- **About this task**
Determine how many lines in the records include "entry". Write the number and nothing more.

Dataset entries
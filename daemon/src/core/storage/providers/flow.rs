use async_trait::async_trait;

use meridian_common::fund::Amount;

use crate::core::{
    error::StorageError,
    storage::{DailyFlow, SledStorage},
};

// Gross deposit/redemption volume per UTC day. Serialized behind the
// dispatcher so read-modify-write is race-free.
#[async_trait]
pub trait FlowStatsProvider {
    async fn record_daily_flow(
        &self,
        day: u64,
        deposit_delta: Amount,
        redemption_delta: Amount,
    ) -> Result<(), StorageError>;

    async fn daily_flows_range(&self, from_day: u64, to_day: u64)
        -> Result<Vec<DailyFlow>, StorageError>;
}

#[async_trait]
impl FlowStatsProvider for SledStorage {
    async fn record_daily_flow(
        &self,
        day: u64,
        deposit_delta: Amount,
        redemption_delta: Amount,
    ) -> Result<(), StorageError> {
        let key = day.to_be_bytes();
        let mut flow: DailyFlow = Self::get_decoded(&self.daily_flows, &key)?.unwrap_or(DailyFlow {
            day,
            deposits: 0,
            redemptions: 0,
        });
        flow.deposits = flow.deposits.saturating_add(deposit_delta);
        flow.redemptions = flow.redemptions.saturating_add(redemption_delta);
        Self::put_encoded(&self.daily_flows, &key, &flow)
    }

    async fn daily_flows_range(
        &self,
        from_day: u64,
        to_day: u64,
    ) -> Result<Vec<DailyFlow>, StorageError> {
        let mut flows = Vec::new();
        let start = from_day.to_be_bytes();
        let end = to_day.to_be_bytes();
        for entry in self.daily_flows.range(start.as_slice()..=end.as_slice()) {
            let (_, value) = entry?;
            flows.push(Self::decode(&value)?);
        }
        Ok(flows)
    }
}
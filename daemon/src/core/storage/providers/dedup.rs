use async_trait::async_trait;

use meridian_common::time::TimestampSeconds;

use crate::core::{error::StorageError, storage::SledStorage};

// TTL'd set of seen (tx_hash, log_index) keys. Owned by the ingestor.
#[async_trait]
pub trait DedupProvider {
    // Returns true when the key was fresh and is now marked, false on a hit.
    // An expired marker counts as fresh and is overwritten.
    async fn check_and_mark_dedup(
        &self,
        key: &str,
        now: TimestampSeconds,
        ttl: TimestampSeconds,
    ) -> Result<bool, StorageError>;

    async fn purge_expired_dedup(&self, now: TimestampSeconds) -> Result<usize, StorageError>;
}

#[async_trait]
impl DedupProvider for SledStorage {
    async fn check_and_mark_dedup(
        &self,
        key: &str,
        now: TimestampSeconds,
        ttl: TimestampSeconds,
    ) -> Result<bool, StorageError> {
        if let Some(existing) = self.dedup.get(key.as_bytes())? {
            let expires_at = u64::from_be_bytes(existing.as_ref().try_into().unwrap_or([0u8; 8]));
            if expires_at > now {
                return Ok(false);
            }
        }
        self.dedup
            .insert(key.as_bytes(), &(now + ttl).to_be_bytes())?;
        Ok(true)
    }

    async fn purge_expired_dedup(&self, now: TimestampSeconds) -> Result<usize, StorageError> {
        let mut purged = 0;
        for entry in self.dedup.iter() {
            let (key, value) = entry?;
            let expires_at = u64::from_be_bytes(value.as_ref().try_into().unwrap_or([0u8; 8]));
            if expires_at <= now {
                self.dedup.remove(key)?;
                purged += 1;
            }
        }
        Ok(purged)
    }
}
mod breaker;
mod gateway;
mod rpc_client;
mod signer;
pub mod testing;
mod ws;

pub use breaker::*;
pub use gateway::*;
pub use rpc_client::*;
pub use signer::*;
pub use ws::*;

use async_trait::async_trait;
use primitive_types::H256;
use thiserror::Error;
use tokio::sync::mpsc;

use meridian_common::chain::{
    BlockNumber, ChainCall, ContractAddress, LogRecord, SendConstraints, SignerRole,
    SimulationOutcome, TxHash, TxReceipt,
};

#[derive(Debug, Error)]
pub enum GatewayError {
    #[error("transient rpc error: {0}")]
    TransientRpc(String),

    #[error("rpc call timed out")]
    RpcTimeout,

    #[error("rpc rate limited")]
    RpcRateLimited,

    #[error("deadline exceeded")]
    DeadlineExceeded,

    #[error("circuit breaker is open")]
    BreakerOpen,

    #[error("rpc error {code}: {message}")]
    Rpc { code: i64, message: String },

    #[error("invalid rpc response: {0}")]
    InvalidResponse(String),

    #[error("websocket error: {0}")]
    WebSocket(String),

    #[error("transaction dropped by reorg: {0:x}")]
    ReorgDropped(TxHash),

    #[error("rejected by signing policy: {0}")]
    RejectedByPolicy(String),

    #[error("send timed out waiting for receipt of {0:x}")]
    SendTimeout(TxHash),

    #[error("transaction {0:x} reverted on-chain")]
    ReceiptFailed(TxHash),

    #[error("signer nonce exhausted")]
    NonceExhausted,

    #[error("simulation reverted: {0}")]
    SimulationReverted(String),
}

impl GatewayError {
    // Transient errors are retried by callers within their budget
    pub fn is_transient(&self) -> bool {
        matches!(
            self,
            Self::TransientRpc(_)
                | Self::RpcTimeout
                | Self::RpcRateLimited
                | Self::DeadlineExceeded
                | Self::SendTimeout(_)
                | Self::NonceExhausted
        )
    }
}

// Typed read/write facade over the chain. Engines and tests swap transports
// behind this trait.
#[async_trait]
pub trait ChainGateway: Send + Sync + 'static {
    async fn get_head(&self) -> Result<BlockNumber, GatewayError>;

    async fn get_block_hash(&self, number: BlockNumber) -> Result<Option<H256>, GatewayError>;

    // Batched range fetch; the polling fallback and gap recovery path
    async fn get_logs(
        &self,
        contracts: &[ContractAddress],
        from: BlockNumber,
        to: BlockNumber,
    ) -> Result<Vec<LogRecord>, GatewayError>;

    // Push subscription, an optimization over the poller. The stream ends on
    // disconnect; the caller decides whether to resubscribe.
    async fn subscribe_logs(
        &self,
        contracts: &[ContractAddress],
        from: BlockNumber,
    ) -> Result<mpsc::Receiver<LogRecord>, GatewayError>;

    async fn call(
        &self,
        call: &ChainCall,
        block: Option<BlockNumber>,
    ) -> Result<serde_json::Value, GatewayError>;

    // Dry-run against latest state
    async fn simulate(&self, call: &ChainCall) -> Result<SimulationOutcome, GatewayError>;

    // Signed write through the key service; returns after the configured
    // confirmation depth
    async fn send(
        &self,
        call: &ChainCall,
        signer: SignerRole,
        constraints: &SendConstraints,
    ) -> Result<TxReceipt, GatewayError>;
}
#[cfg(test)]
mod tests {
    use super::*;
    use crate::core::storage::{ProjectionProvider, RedemptionProvider, SledStorage};
    use meridian_common::{
        chain::{ChainEvent, LogRecord, TxHash},
        fund::RedemptionStatus,
    };
    use primitive_types::H256;
    use serde_json::json;
    use tempdir::TempDir;

    fn record(block: u64, log_index: u32, name: &str, args: serde_json::Value) -> LogRecord {
        LogRecord {
            tx_hash: TxHash::from_low_u64_be(block * 100 + log_index as u64),
            log_index,
            block_number: block,
            block_time: 1_700_000_000,
            contract: ContractAddress::repeat_byte(3),
            topic0: H256::zero(),
            name: name.to_string(),
            args,
        }
    }

    async fn storage() -> (Arc<SledStorage>, TempDir) {
        let dir = TempDir::new("meridian-dispatch").unwrap();
        (Arc::new(SledStorage::open(dir.path()).unwrap()), dir)
    }

    async fn apply(storage: &SledStorage, record: &LogRecord) -> Vec<SideEffect> {
        let event = ChainEvent::decode(record).unwrap();
        apply_event(storage, record, &event).await.unwrap()
    }

    #[tokio::test]
    async fn deposit_updates_projection_and_replays_are_noops() {
        let (storage, _dir) = storage().await;
        let rec = record(
            10,
            0,
            "DepositProcessed",
            json!({
                "owner": "0x0101010101010101010101010101010101010101",
                "assets": "5000",
                "shares": "5000"
            }),
        );

        apply(&storage, &rec).await;
        let projection = storage.get_fund_projection().await.unwrap();
        assert_eq!(projection.total_assets, 5_000);
        assert_eq!(projection.l1_cash, 5_000);
        assert_eq!(projection.invariant_drift(), 0);

        // replaying the exact same (tx_hash, log_index) changes nothing
        apply(&storage, &rec).await;
        let replayed = storage.get_fund_projection().await.unwrap();
        assert_eq!(replayed.total_assets, 5_000);
        assert_eq!(replayed.l1_cash, 5_000);
    }

    #[tokio::test]
    async fn redemption_lifecycle_standard_channel() {
        let (storage, _dir) = storage().await;

        apply(
            &storage,
            &record(
                5,
                0,
                "DepositProcessed",
                json!({
                    "owner": "0x0101010101010101010101010101010101010101",
                    "assets": "100000",
                    "shares": "100000"
                }),
            ),
        )
        .await;

        let effects = apply(
            &storage,
            &record(
                10,
                0,
                "RedemptionRequested",
                json!({
                    "request_id": 42,
                    "owner": "0x0101010101010101010101010101010101010101",
                    "receiver": "0x0101010101010101010101010101010101010101",
                    "shares": "10000",
                    "gross_amount": "10500",
                    "locked_nav": "1",
                    "estimated_fee": "0",
                    "channel": "STANDARD",
                    "requires_approval": false,
                    "settlement_time": 1_701_000_000_000u64
                }),
            ),
        )
        .await;
        // no approval needed, but 10.5% of assets is a large flow
        assert!(effects
            .iter()
            .any(|e| matches!(e, SideEffect::TriggerRebalance { .. })));
        assert!(!effects
            .iter()
            .any(|e| matches!(e, SideEffect::RequestApproval { .. })));

        let request = storage.get_redemption(42).await.unwrap().unwrap();
        assert_eq!(request.status, RedemptionStatus::Pending);

        // liability recognized on-chain, then settlement pays out
        apply(
            &storage,
            &record(11, 0, "DailyLiabilityAdded", json!({"amount": "10500", "day": 19700})),
        )
        .await;
        apply(
            &storage,
            &record(
                12,
                0,
                "RedemptionSettled",
                json!({"request_id": 42, "net_amount": "10400", "fee": "100"}),
            ),
        )
        .await;

        let request = storage.get_redemption(42).await.unwrap().unwrap();
        assert_eq!(request.status, RedemptionStatus::Settled);
        assert_eq!(request.settled_fee, Some(100));

        let projection = storage.get_fund_projection().await.unwrap();
        assert_eq!(projection.total_redemption_liability, 0);
        assert_eq!(projection.withdrawable_fees, 100);
        assert_eq!(projection.l1_cash, 100_000 - 10_400);
        assert_eq!(projection.invariant_drift(), 0);
    }

    #[tokio::test]
    async fn approval_flagged_redemption_requests_a_ticket() {
        let (storage, _dir) = storage().await;
        let effects = apply(
            &storage,
            &record(
                20,
                0,
                "RedemptionRequested",
                json!({
                    "request_id": 43,
                    "owner": "0x0202020202020202020202020202020202020202",
                    "receiver": "0x0202020202020202020202020202020202020202",
                    "shares": "150000",
                    "gross_amount": "150000",
                    "locked_nav": "1",
                    "estimated_fee": "0",
                    "channel": "STANDARD",
                    "requires_approval": true,
                    "settlement_time": 1_701_000_000_000u64
                }),
            ),
        )
        .await;

        assert!(effects
            .iter()
            .any(|e| matches!(e, SideEffect::RequestApproval { request_id: 43 })));
        let request = storage.get_redemption(43).await.unwrap().unwrap();
        assert_eq!(request.status, RedemptionStatus::PendingApproval);
    }

    #[tokio::test]
    async fn nav_update_wakes_risk_and_absorbs_revaluation() {
        let (storage, _dir) = storage().await;
        apply(
            &storage,
            &record(
                5,
                0,
                "DepositProcessed",
                json!({
                    "owner": "0x0101010101010101010101010101010101010101",
                    "assets": "1000",
                    "shares": "1000"
                }),
            ),
        )
        .await;

        let effects = apply(
            &storage,
            &record(
                6,
                0,
                "NavUpdated",
                json!({"share_price": "1050000000000000000", "total_assets": "1050"}),
            ),
        )
        .await;
        assert!(effects
            .iter()
            .any(|e| matches!(e, SideEffect::WakeRiskEvaluator)));

        let projection = storage.get_fund_projection().await.unwrap();
        assert_eq!(projection.total_assets, 1_050);
        // the 50 unit mark-up landed in L3
        assert_eq!(projection.l3, 50);
        assert_eq!(projection.invariant_drift(), 0);
    }

    #[tokio::test]
    async fn emergency_mode_event_produces_effect() {
        let (storage, _dir) = storage().await;
        let effects = apply(
            &storage,
            &record(7, 0, "EmergencyModeChanged", json!({"enabled": true})),
        )
        .await;
        assert!(effects
            .iter()
            .any(|e| matches!(e, SideEffect::EmergencyModeChanged { enabled: true })));
        assert!(storage.get_fund_projection().await.unwrap().emergency_mode);
    }

    #[tokio::test]
    async fn waterfall_respects_max_tier() {
        let (storage, _dir) = storage().await;
        // seed tiers via purchases
        apply(
            &storage,
            &record(
                5,
                0,
                "DepositProcessed",
                json!({
                    "owner": "0x0101010101010101010101010101010101010101",
                    "assets": "1000",
                    "shares": "1000"
                }),
            ),
        )
        .await;
        apply(
            &storage,
            &record(
                6,
                0,
                "AssetPurchased",
                json!({
                    "asset": "0x0303030303030303030303030303030303030303",
                    "tier": "L2",
                    "usdt_amount": "400",
                    "amount_received": "400"
                }),
            ),
        )
        .await;

        // raise 300 with liquidation capped at L2
        apply(
            &storage,
            &record(
                7,
                0,
                "WaterfallLiquidation",
                json!({"amount_needed": "300", "amount_raised": "300", "max_tier": "L2"}),
            ),
        )
        .await;

        let projection = storage.get_fund_projection().await.unwrap();
        assert_eq!(projection.l2, 100);
        assert_eq!(projection.l3, 0);
        assert_eq!(projection.l1_cash, 600 + 300);
        assert_eq!(projection.invariant_drift(), 0);
    }
}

- **Solution**
4